- _Prompt_: Look through the records that follow. Copy every line containing the word "Interrupted".

- _Source data_:
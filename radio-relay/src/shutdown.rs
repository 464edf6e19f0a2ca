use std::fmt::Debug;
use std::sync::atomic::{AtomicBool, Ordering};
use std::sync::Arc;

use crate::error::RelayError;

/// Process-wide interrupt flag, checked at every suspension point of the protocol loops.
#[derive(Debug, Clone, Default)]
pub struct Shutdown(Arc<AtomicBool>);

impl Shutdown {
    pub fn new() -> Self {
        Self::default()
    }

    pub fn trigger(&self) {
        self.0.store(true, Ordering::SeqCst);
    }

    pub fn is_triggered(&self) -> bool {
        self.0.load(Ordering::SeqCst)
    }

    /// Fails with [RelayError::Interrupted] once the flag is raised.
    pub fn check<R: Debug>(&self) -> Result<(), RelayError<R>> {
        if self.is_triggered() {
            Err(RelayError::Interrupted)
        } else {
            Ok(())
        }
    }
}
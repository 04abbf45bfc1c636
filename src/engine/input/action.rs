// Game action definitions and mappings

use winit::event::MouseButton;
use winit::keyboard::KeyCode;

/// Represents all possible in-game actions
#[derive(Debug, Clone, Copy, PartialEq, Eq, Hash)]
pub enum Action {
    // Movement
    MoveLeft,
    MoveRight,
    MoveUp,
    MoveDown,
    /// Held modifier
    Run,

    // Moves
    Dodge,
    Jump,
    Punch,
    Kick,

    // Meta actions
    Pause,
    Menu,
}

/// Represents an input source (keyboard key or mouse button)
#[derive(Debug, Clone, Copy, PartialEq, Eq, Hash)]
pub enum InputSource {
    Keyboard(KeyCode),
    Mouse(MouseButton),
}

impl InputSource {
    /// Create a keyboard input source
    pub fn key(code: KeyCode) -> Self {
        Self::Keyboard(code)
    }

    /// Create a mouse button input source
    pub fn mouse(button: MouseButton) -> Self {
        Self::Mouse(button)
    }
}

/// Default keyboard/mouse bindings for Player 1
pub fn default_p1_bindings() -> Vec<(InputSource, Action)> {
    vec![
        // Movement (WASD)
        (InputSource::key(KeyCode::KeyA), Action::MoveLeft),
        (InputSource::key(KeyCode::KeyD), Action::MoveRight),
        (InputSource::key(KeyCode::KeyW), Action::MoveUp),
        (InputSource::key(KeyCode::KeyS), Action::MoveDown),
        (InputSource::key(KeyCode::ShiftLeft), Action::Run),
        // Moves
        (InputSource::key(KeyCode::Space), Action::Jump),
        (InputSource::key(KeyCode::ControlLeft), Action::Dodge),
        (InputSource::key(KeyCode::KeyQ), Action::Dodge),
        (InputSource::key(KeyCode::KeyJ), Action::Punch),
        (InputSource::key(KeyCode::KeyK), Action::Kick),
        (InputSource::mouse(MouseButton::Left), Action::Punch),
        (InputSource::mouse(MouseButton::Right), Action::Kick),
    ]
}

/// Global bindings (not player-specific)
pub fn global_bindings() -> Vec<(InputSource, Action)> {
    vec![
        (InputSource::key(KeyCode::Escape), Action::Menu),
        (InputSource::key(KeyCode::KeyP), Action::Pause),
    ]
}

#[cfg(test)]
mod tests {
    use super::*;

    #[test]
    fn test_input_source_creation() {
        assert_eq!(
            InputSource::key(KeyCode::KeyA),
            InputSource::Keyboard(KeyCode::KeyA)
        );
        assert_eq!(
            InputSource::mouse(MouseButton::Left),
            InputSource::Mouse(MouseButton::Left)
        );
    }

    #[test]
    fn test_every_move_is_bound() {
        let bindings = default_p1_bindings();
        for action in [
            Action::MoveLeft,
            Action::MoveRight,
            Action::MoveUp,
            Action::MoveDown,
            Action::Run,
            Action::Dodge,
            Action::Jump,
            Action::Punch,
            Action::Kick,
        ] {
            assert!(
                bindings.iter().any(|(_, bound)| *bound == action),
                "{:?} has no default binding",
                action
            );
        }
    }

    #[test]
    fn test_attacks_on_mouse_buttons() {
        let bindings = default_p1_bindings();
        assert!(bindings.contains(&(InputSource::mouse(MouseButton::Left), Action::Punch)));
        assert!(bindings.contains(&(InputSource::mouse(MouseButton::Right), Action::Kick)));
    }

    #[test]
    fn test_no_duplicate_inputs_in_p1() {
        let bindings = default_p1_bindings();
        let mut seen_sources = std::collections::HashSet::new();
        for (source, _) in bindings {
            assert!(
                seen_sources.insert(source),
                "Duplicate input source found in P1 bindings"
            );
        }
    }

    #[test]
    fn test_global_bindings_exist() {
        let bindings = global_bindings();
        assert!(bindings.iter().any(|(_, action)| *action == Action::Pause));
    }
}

- _Answer section_:
    /// Fails with [RelayError::Interrupted] once the flag is raised.
            Err(RelayError::Interrupted)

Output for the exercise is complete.